Following Mr. Greenberg's speech, William Berkley, chairman and CEO of W.R. Berkley Corp. in Greenwich, Conn., said during a discussion of capital strength that "the goal of any carrier should not just be to sell more insurance and get bigger, but to make more money on a risk-adjusted basis. That requires adequate pricing."

During a panel discussion assessing the reinsurance industry, John Phelan, chairman and CEO of American Re-Insurance Company in Princeton, N.J., predicted that the market would remain "disciplined" for the next year or two because "reserving issues are not behind us, investment income will not be sufficient to fuel cash-flow underwriting, and there will be pressure from rating agencies."

Suggesting that the threat of a downgrade will keep carriers from recklessly cutting premiums, he said: "Let your earnings fall and see what happens to your rating."

However, he warned that "if we're not careful, all this talk of a soft market will become a self-fulfilling prophesy."

Brian Duperreault, chairman and CEO of ACE Ltd. in Bermuda, said fear of a soft market might be premature.

"The fact that there have been price adjustments doesn't bother me.
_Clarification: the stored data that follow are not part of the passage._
pub(crate) mod decode;
pub(crate) mod derive;
pub(crate) mod layout;
pub(crate) mod source;
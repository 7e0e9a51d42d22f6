//! Storage key derivation, following the Solidity storage layout rules.

use alloy::primitives::{keccak256, B256, U256};
use serde::Serialize;
use std::str::FromStr;

use crate::error::Error;

/// Identifier hashed into the EIP-1967 implementation slot.
pub const EIP1967_IMPLEMENTATION_ID: &str = "eip1967.proxy.implementation";
/// Identifier hashed into the EIP-1967 admin slot.
pub const EIP1967_ADMIN_ID: &str = "eip1967.proxy.admin";
/// Identifier hashed into the EIP-1967 beacon slot.
pub const EIP1967_BEACON_ID: &str = "eip1967.proxy.beacon";
/// Identifier of the pre-EIP-1967 ZeppelinOS implementation slot. Unlike EIP-1967 slots it
/// is the bare hash, without the `- 1`.
pub const ZEPPELINOS_IMPLEMENTATION_ID: &str = "org.zeppelinos.proxy.implementation";
/// Identifier of the pre-EIP-1967 ZeppelinOS admin slot, also a bare hash.
pub const ZEPPELINOS_ADMIN_ID: &str = "org.zeppelinos.proxy.admin";

/// One step of a storage key derivation.
#[derive(Debug, Clone, PartialEq, Eq, Serialize)]
#[serde(rename_all = "snake_case")]
pub enum SlotDerivation {
    /// A slot given verbatim.
    Literal(B256),
    /// `keccak256(id) - 1`, the unstructured storage pattern used by EIP-1967.
    Namespaced(String),
    /// `keccak256(keccak256(id) - 1) & !0xff`, as defined by ERC-7201.
    Erc7201(String),
    /// The entry of a mapping (or any value keyed by a word) rooted at `base`.
    MappingEntry {
        /// The slot the mapping is declared at.
        base: B256,
        /// The mapping key, left padded to a word.
        key: B256,
    },
    /// An element of a dynamic array whose length lives at `base`.
    ArrayElement {
        /// The slot the array is declared at.
        base: B256,
        /// The element index.
        index: U256,
        /// How many words a single element occupies.
        element_words: U256,
    },
    /// A later field of a struct whose first field lives at `base`.
    FieldOffset {
        /// The slot of the struct's first field.
        base: B256,
        /// The number of words to skip.
        offset: u64,
    },
}

impl SlotDerivation {
    /// Computes the storage key this step describes.
    pub fn resolve(&self) -> B256 {
        match self {
            Self::Literal(slot) => *slot,
            Self::Namespaced(id) => namespaced_slot(id),
            Self::Erc7201(id) => erc7201_slot(id),
            Self::MappingEntry { base, key } => compute_derived_slot(*base, *key),
            Self::ArrayElement { base, index, element_words } => {
                array_element_slot(*base, *index, *element_words)
            }
            Self::FieldOffset { base, offset } => offset_slot(*base, *offset),
        }
    }
}

/// Returns `keccak256(pad32(index) ++ pad32(base_slot))`, the slot of a mapping entry.
/// Further fields of a struct stored at that entry follow at `+1`, `+2`, ... (see
/// [`offset_slot`]).
///
/// ```
/// use alloy::primitives::{b256, B256};
/// use loupe_slot::compute_derived_slot;
///
/// let base = B256::with_last_byte(3);
/// let key = b256!("000000000000000000000000d8dA6BF26964aF9D7eEd9e03E53415D37aA96045");
/// assert_eq!(
///     compute_derived_slot(base, key),
///     b256!("3a988d762a24303c37d08f1543db6143453b579691d5c20fed39629ff1334cca")
/// );
/// ```
pub fn compute_derived_slot(base_slot: B256, index: B256) -> B256 {
    let mut preimage = [0u8; 64];
    preimage[..32].copy_from_slice(index.as_slice());
    preimage[32..].copy_from_slice(base_slot.as_slice());
    keccak256(preimage)
}

/// Returns `keccak256(id) - 1`.
pub fn namespaced_slot(id: &str) -> B256 {
    to_word(to_uint(keccak256(id.as_bytes())).wrapping_sub(U256::from(1)))
}

/// Returns the ERC-7201 root slot of the namespace `id`.
pub fn erc7201_slot(id: &str) -> B256 {
    let root = to_uint(keccak256(namespaced_slot(id)));
    to_word(root & !U256::from(0xff))
}

/// Returns `keccak256(base_slot) + index * element_words`, wrapping like the EVM does.
pub fn array_element_slot(base_slot: B256, index: U256, element_words: U256) -> B256 {
    let start = to_uint(keccak256(base_slot));
    to_word(start.wrapping_add(index.wrapping_mul(element_words)))
}

/// Returns `slot + offset`, wrapping like the EVM does.
pub fn offset_slot(slot: B256, offset: u64) -> B256 {
    to_word(to_uint(slot).wrapping_add(U256::from(offset)))
}

/// Parses a decimal or `0x`-prefixed hex value into a left padded word. Addresses parse to
/// their padded form, which is how they are hashed as mapping keys.
pub fn parse_word(value: &str) -> Result<B256, Error> {
    let value = value.trim();
    if value.starts_with('-') {
        return Err(Error::InvalidLayoutError(format!("negative value '{value}' is not a slot")));
    }

    U256::from_str(value)
        .map(to_word)
        .map_err(|e| Error::InvalidLayoutError(format!("'{value}' is not a 256-bit value: {e}")))
}

pub(crate) fn to_uint(word: B256) -> U256 {
    U256::from_be_bytes(word.0)
}

pub(crate) fn to_word(value: U256) -> B256 {
    B256::from(value.to_be_bytes::<32>())
}
//! Error types for the configuration module

use mesc::MescError;

/// Errors that can occur during configuration operations
#[derive(Debug, thiserror::Error)]
pub enum Error {
    /// A generic error with a message
    #[error("Error: {0}")]
    Generic(String),

    /// An error that occurred during parsing
    #[error("Parse error: {0}")]
    ParseError(String),

    /// An error from the MESC (Multiple Endpoint Shared Configuration) system
    #[error("MESC error: {0}")]
    MescError(#[from] MescError),
}
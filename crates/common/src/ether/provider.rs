//! Create a custom data transport to use with a Provider.
use alloy::{
    eips::BlockId,
    network::Ethereum,
    primitives::{Address, B256, U256},
    providers::{Provider, ProviderBuilder, RootProvider},
};
use eyre::Result;

/// [`MultiTransportProvider`] is a convenience wrapper around the different transport types
/// supported by the [`Provider`].
#[derive(Clone, Debug)]
pub struct MultiTransportProvider {
    provider: RootProvider<Ethereum>,
}

// We implement a convenience "constructor" method, to easily initialize the transport.
// This will connect to [`Http`] if the rpc_url contains 'http', to [`Ws`] if it contains 'ws',
// otherwise it'll default to [`Ipc`].
impl MultiTransportProvider {
    /// Connect to a provider using the given rpc_url.
    pub async fn connect(rpc_url: &str) -> Result<Self> {
        if rpc_url.is_empty() {
            return Err(eyre::eyre!("No RPC URL provided"));
        }

        let provider = ProviderBuilder::new().connect(rpc_url).await?.root().clone();
        Ok(Self { provider })
    }

    /// Get the chain id.
    pub async fn get_chainid(&self) -> Result<u64> {
        Ok(self.provider.get_chain_id().await?)
    }

    /// Get the latest block number.
    pub async fn get_block_number(&self) -> Result<u64> {
        Ok(self.provider.get_block_number().await?)
    }

    /// Get the raw 32-byte word stored at `slot` of `address`.
    /// When `block_number` is `None` the node's latest block is used.
    pub async fn get_storage_at(
        &self,
        address: Address,
        slot: B256,
        block_number: Option<u64>,
    ) -> Result<B256> {
        let request = self.provider.get_storage_at(address, U256::from_be_bytes(slot.0));
        let value = match block_number {
            Some(number) => request.block_id(BlockId::number(number)).await?,
            None => request.await?,
        };

        Ok(B256::from(value.to_be_bytes::<32>()))
    }
}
It's natural to adjust rates according to risk, like the industry is doing in the property market. The rates are still reasonable and appropriate given the risk," he said. "However, the question is whether we as an industry will be disciplined enough to keep demanding appropriate rates, given the risks we're being asked to assume."

Lamenting that insurance industry returns on equity are "pathetic, and have been for some time," he said "if we start accepting prices knowing they are insufficient for the risks we're taking on, we deserve what we get, and the moment of truth is coming."

For all the talk at the meeting of the need for underwriting discipline, Mr. Duperreault conceded that "all bets are off" if investment income rebounds for insurers. "If interest rates go up, insurance rates are going to start to go down. That's the way it works," he said.

The challenge is to know when rates have dropped too far and to be prepared to cut back on lines where pricing is inadequate, he added.

"We're in the professional gambling business," he said. "As with any risk business, you have to know when to stop playing the game and when to fold. We have a lot of people in this industry who don't know how to play this game and are not natural risk-takers."